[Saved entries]
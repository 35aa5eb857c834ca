use tracing_subscriber::EnvFilter;

const DEFAULT_FILTER: &str = "info";

fn env_filter(default: &str) -> EnvFilter {
    EnvFilter::try_from_default_env().unwrap_or_else(|_| EnvFilter::new(default))
}

pub fn init_json() {
    // JSON logs + timestamps, configurable via RUST_LOG.
    let _ = tracing_subscriber::fmt()
        .with_env_filter(env_filter(DEFAULT_FILTER))
        .json()
        .with_timer(tracing_subscriber::fmt::time::SystemTime)
        .with_target(false)
        .try_init();
}

pub fn init_test() {
    let _ = tracing_subscriber::fmt()
        .with_env_filter(env_filter("debug"))
        .with_test_writer()
        .try_init();
}

#[cfg(test)]
mod tests {
    #[test]
    fn repeated_init_is_a_no_op() {
        super::init_test();
        super::init_test();
        super::init_json();
        tracing::info!(component = "observability", "logging initialised");
    }
}
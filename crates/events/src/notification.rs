//! Notifications the ledger publishes to external collaborators.

use chrono::{DateTime, Utc};
use serde::{Deserialize, Serialize};

use lotledger_core::{LocationId, LotId, MaterialId, Quantity, ReservationId};

use crate::event::Event;

/// Event: a lot transitioned to `expired`.
#[derive(Debug, Clone, PartialEq, Eq, Serialize, Deserialize)]
pub struct LotExpired {
    pub material_id: MaterialId,
    pub lot_id: LotId,
    pub lot_number: String,
    pub expiry_date: DateTime<Utc>,
    /// On-hand quantity stranded in the lot at the time of expiry.
    pub on_hand: Quantity,
    pub occurred_at: DateTime<Utc>,
}

/// Event: a lot crossed one of the configured expiry alert thresholds.
#[derive(Debug, Clone, PartialEq, Eq, Serialize, Deserialize)]
pub struct LotExpiringSoon {
    pub material_id: MaterialId,
    pub lot_id: LotId,
    pub lot_number: String,
    pub expiry_date: DateTime<Utc>,
    pub days_until_expiry: i64,
    pub alert_threshold_days: u32,
    pub on_hand: Quantity,
    pub occurred_at: DateTime<Utc>,
}

/// Event: available stock of a material fell below its reorder threshold.
#[derive(Debug, Clone, PartialEq, Eq, Serialize, Deserialize)]
pub struct StockBelowReorder {
    pub material_id: MaterialId,
    /// Lot whose mutation triggered the alert, when there was one.
    pub lot_id: Option<LotId>,
    pub on_hand: Quantity,
    pub available: Quantity,
    pub reorder_threshold: Quantity,
    pub occurred_at: DateTime<Utc>,
}

/// One consumed line of a fulfilled reservation.
#[derive(Debug, Clone, PartialEq, Eq, Serialize, Deserialize)]
pub struct FulfilledLine {
    pub lot_id: Option<LotId>,
    pub location_id: LocationId,
    pub quantity: Quantity,
    /// On-hand quantity left on the stock record after consumption.
    pub remaining_on_hand: Quantity,
}

/// Event: a reservation was converted into an actual issue.
#[derive(Debug, Clone, PartialEq, Eq, Serialize, Deserialize)]
pub struct ReservationFulfilled {
    pub reservation_id: ReservationId,
    pub material_id: MaterialId,
    pub quantity: Quantity,
    pub lines: Vec<FulfilledLine>,
    pub occurred_at: DateTime<Utc>,
}

#[derive(Debug, Clone, PartialEq, Eq, Serialize, Deserialize)]
#[serde(tag = "type", content = "data", rename_all = "snake_case")]
pub enum LedgerNotification {
    LotExpired(LotExpired),
    LotExpiringSoon(LotExpiringSoon),
    StockBelowReorder(StockBelowReorder),
    ReservationFulfilled(ReservationFulfilled),
}

impl LedgerNotification {
    pub fn material_id(&self) -> MaterialId {
        match self {
            LedgerNotification::LotExpired(e) => e.material_id,
            LedgerNotification::LotExpiringSoon(e) => e.material_id,
            LedgerNotification::StockBelowReorder(e) => e.material_id,
            LedgerNotification::ReservationFulfilled(e) => e.material_id,
        }
    }
}

impl Event for LedgerNotification {
    fn event_type(&self) -> &'static str {
        match self {
            LedgerNotification::LotExpired(_) => "ledger.lot.expired",
            LedgerNotification::LotExpiringSoon(_) => "ledger.lot.expiring_soon",
            LedgerNotification::StockBelowReorder(_) => "ledger.stock.below_reorder",
            LedgerNotification::ReservationFulfilled(_) => "ledger.reservation.fulfilled",
        }
    }

    fn version(&self) -> u32 {
        1
    }

    fn occurred_at(&self) -> DateTime<Utc> {
        match self {
            LedgerNotification::LotExpired(e) => e.occurred_at,
            LedgerNotification::LotExpiringSoon(e) => e.occurred_at,
            LedgerNotification::StockBelowReorder(e) => e.occurred_at,
            LedgerNotification::ReservationFulfilled(e) => e.occurred_at,
        }
    }
}

#[cfg(test)]
mod tests {
    use super::*;

    #[test]
    fn notifications_serialize_with_type_tag() {
        let n = LedgerNotification::StockBelowReorder(StockBelowReorder {
            material_id: MaterialId::new(),
            lot_id: None,
            on_hand: 40,
            available: 25,
            reorder_threshold: 50,
            occurred_at: Utc::now(),
        });

        let json = serde_json::to_value(&n).unwrap();
        assert_eq!(json["type"], "stock_below_reorder");
        assert_eq!(json["data"]["available"], 25);
        assert_eq!(n.event_type(), "ledger.stock.below_reorder");
    }
}
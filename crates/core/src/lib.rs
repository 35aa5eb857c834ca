//! `lotledger-core`: building blocks shared by the stock/lot ledger.
//!
//! This crate contains **pure** primitives (no storage, no threads): typed
//! identifiers, the ledger error taxonomy, optimistic version checks, clocks,
//! cooperative cancellation and document-number sequences.

pub mod clock;
pub mod context;
pub mod entity;
pub mod error;
pub mod id;
pub mod sequence;
pub mod version;

pub use clock::{Clock, ManualClock, SystemClock};
pub use context::{CancellationFlag, OpContext};
pub use entity::Entity;
pub use error::{LedgerError, LedgerResult, checked_sum, ensure_positive};
pub use id::{LocationId, LotId, MaterialId, MovementId, ReservationId};
pub use sequence::SequenceService;
pub use version::ExpectedVersion;

/// Quantity in the material's smallest counting unit.
pub type Quantity = i64;
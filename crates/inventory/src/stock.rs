use std::collections::BTreeMap;

use chrono::{DateTime, Utc};
use serde::{Deserialize, Serialize};

use lotledger_core::{
    LedgerError, LedgerResult, LocationId, LotId, MaterialId, Quantity, ReservationId,
    ensure_positive,
};

/// Identity of a stock record: one lot (or unlotted stock) at one location.
#[derive(Debug, Copy, Clone, PartialEq, Eq, PartialOrd, Ord, Hash, Serialize, Deserialize)]
pub struct StockKey {
    pub material_id: MaterialId,
    pub location_id: LocationId,
    pub lot_id: Option<LotId>,
}

impl StockKey {
    pub fn new(material_id: MaterialId, location_id: LocationId, lot_id: Option<LotId>) -> Self {
        Self {
            material_id,
            location_id,
            lot_id,
        }
    }

    /// Same material and lot, different location.
    pub fn at(self, location_id: LocationId) -> Self {
        Self {
            location_id,
            ..self
        }
    }
}

impl core::fmt::Display for StockKey {
    fn fmt(&self, f: &mut core::fmt::Formatter<'_>) -> core::fmt::Result {
        match self.lot_id {
            Some(lot) => write!(f, "{}@{}#{}", self.material_id, self.location_id, lot),
            None => write!(f, "{}@{}", self.material_id, self.location_id),
        }
    }
}

/// Quantity of one lot at one location.
///
/// Reserved quantity is the sum of open holds, and available quantity is
/// always `quantity - reserved`; neither can be set independently. Every
/// mutator validates before changing anything, so a failed call leaves the
/// record untouched.
#[derive(Debug, Clone, PartialEq, Eq, Serialize, Deserialize)]
pub struct StockRecord {
    pub(crate) key: StockKey,
    pub(crate) quantity: Quantity,
    pub(crate) holds: BTreeMap<ReservationId, Quantity>,
    pub(crate) updated_at: Option<DateTime<Utc>>,
    pub(crate) version: u64,
}

impl StockRecord {
    /// Empty record, as created on first receipt into a location.
    pub fn new(key: StockKey) -> Self {
        Self {
            key,
            quantity: 0,
            holds: BTreeMap::new(),
            updated_at: None,
            version: 0,
        }
    }

    pub fn key(&self) -> StockKey {
        self.key
    }

    pub fn material_id(&self) -> MaterialId {
        self.key.material_id
    }

    pub fn location_id(&self) -> LocationId {
        self.key.location_id
    }

    pub fn lot_id(&self) -> Option<LotId> {
        self.key.lot_id
    }

    /// On-hand quantity.
    pub fn quantity(&self) -> Quantity {
        self.quantity
    }

    /// Holds never exceed on-hand, so the sum stays in range.
    pub fn reserved(&self) -> Quantity {
        self.holds.values().fold(0, |total, q| total.saturating_add(*q))
    }

    pub fn available(&self) -> Quantity {
        self.quantity - self.reserved()
    }

    pub fn hold(&self, reservation_id: ReservationId) -> Option<Quantity> {
        self.holds.get(&reservation_id).copied()
    }

    pub fn holds(&self) -> impl Iterator<Item = (ReservationId, Quantity)> + '_ {
        self.holds.iter().map(|(id, q)| (*id, *q))
    }

    pub fn updated_at(&self) -> Option<DateTime<Utc>> {
        self.updated_at
    }

    /// Store-assigned version (0 = never persisted).
    pub fn version(&self) -> u64 {
        self.version
    }

    /// Used by repository adapters when persisting.
    pub fn with_version(mut self, version: u64) -> Self {
        self.version = version;
        self
    }

    pub fn is_empty(&self) -> bool {
        self.quantity == 0 && self.holds.is_empty()
    }

    pub fn receive(&mut self, quantity: Quantity, at: DateTime<Utc>) -> LedgerResult<()> {
        ensure_positive(quantity, "receipt quantity")?;
        self.quantity = self
            .quantity
            .checked_add(quantity)
            .ok_or_else(|| LedgerError::invalid_quantity("on-hand quantity overflow"))?;
        self.updated_at = Some(at);
        Ok(())
    }

    /// Open a hold of `quantity` for `reservation_id`.
    pub fn reserve(
        &mut self,
        reservation_id: ReservationId,
        quantity: Quantity,
        at: DateTime<Utc>,
    ) -> LedgerResult<()> {
        ensure_positive(quantity, "reservation quantity")?;
        if self.holds.contains_key(&reservation_id) {
            return Err(LedgerError::invalid_transition(format!(
                "reservation {reservation_id} already holds stock on {}",
                self.key
            )));
        }
        let available = self.available();
        if quantity > available {
            return Err(LedgerError::insufficient(quantity, available));
        }
        self.holds.insert(reservation_id, quantity);
        self.updated_at = Some(at);
        Ok(())
    }

    /// Close the hold for `reservation_id`, returning its quantity to the
    /// available pool. Returns `None` if no such hold is open.
    pub fn release(&mut self, reservation_id: ReservationId, at: DateTime<Utc>) -> Option<Quantity> {
        let released = self.holds.remove(&reservation_id)?;
        self.updated_at = Some(at);
        Some(released)
    }

    /// Remove `quantity` from on-hand.
    ///
    /// With `from_reservation`, the hold is drawn down first and any excess
    /// must come from available stock. Without it, only available stock may
    /// be consumed: other consumers' holds are never touched. Returns the
    /// amount drawn from the hold.
    pub fn consume(
        &mut self,
        quantity: Quantity,
        from_reservation: Option<ReservationId>,
        at: DateTime<Utc>,
    ) -> LedgerResult<Quantity> {
        ensure_positive(quantity, "issue quantity")?;

        let held = match from_reservation {
            Some(id) => self.hold(id).ok_or_else(|| {
                LedgerError::invalid_transition(format!(
                    "reservation {id} holds no stock on {}",
                    self.key
                ))
            })?,
            None => 0,
        };
        let from_hold = quantity.min(held);
        let available = self.available();
        if quantity - from_hold > available {
            return Err(LedgerError::insufficient(quantity, available + from_hold));
        }

        if let Some(id) = from_reservation {
            if from_hold == held {
                self.holds.remove(&id);
            } else {
                self.holds.insert(id, held - from_hold);
            }
        }
        self.quantity -= quantity;
        self.updated_at = Some(at);
        Ok(from_hold)
    }

    /// Signed correction (cycle count). The result may not drop below the
    /// reserved quantity.
    pub fn adjust(&mut self, delta: Quantity, at: DateTime<Utc>) -> LedgerResult<()> {
        if delta == 0 {
            return Err(LedgerError::invalid_quantity("adjustment delta cannot be zero"));
        }
        let next = self
            .quantity
            .checked_add(delta)
            .ok_or_else(|| LedgerError::invalid_quantity("on-hand quantity overflow"))?;
        if next < self.reserved() {
            return Err(LedgerError::insufficient(-delta, self.available()));
        }
        self.quantity = next;
        self.updated_at = Some(at);
        Ok(())
    }
}

/// Aggregated quantities of one material across records.
#[derive(Debug, Clone, Copy, PartialEq, Eq, Serialize, Deserialize)]
pub struct StockSummary {
    pub material_id: MaterialId,
    pub on_hand: Quantity,
    pub reserved: Quantity,
    pub available: Quantity,
}

impl StockSummary {
    pub fn of<'a>(
        material_id: MaterialId,
        records: impl IntoIterator<Item = &'a StockRecord>,
    ) -> LedgerResult<Self> {
        let mut summary = Self {
            material_id,
            on_hand: 0,
            reserved: 0,
            available: 0,
        };
        for record in records {
            if record.material_id() != material_id {
                continue;
            }
            summary.on_hand = add(summary.on_hand, record.quantity(), "on-hand total")?;
            summary.reserved = add(summary.reserved, record.reserved(), "reserved total")?;
            summary.available = add(summary.available, record.available(), "available total")?;
        }
        Ok(summary)
    }
}

fn add(total: Quantity, quantity: Quantity, what: &str) -> LedgerResult<Quantity> {
    total
        .checked_add(quantity)
        .ok_or_else(|| LedgerError::invalid_quantity(format!("{what} overflows")))
}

# [What the task requires]
State how many lines of the records contain the string "FulfilledLine". The number is the whole answer.

# [Response to the exercise]
2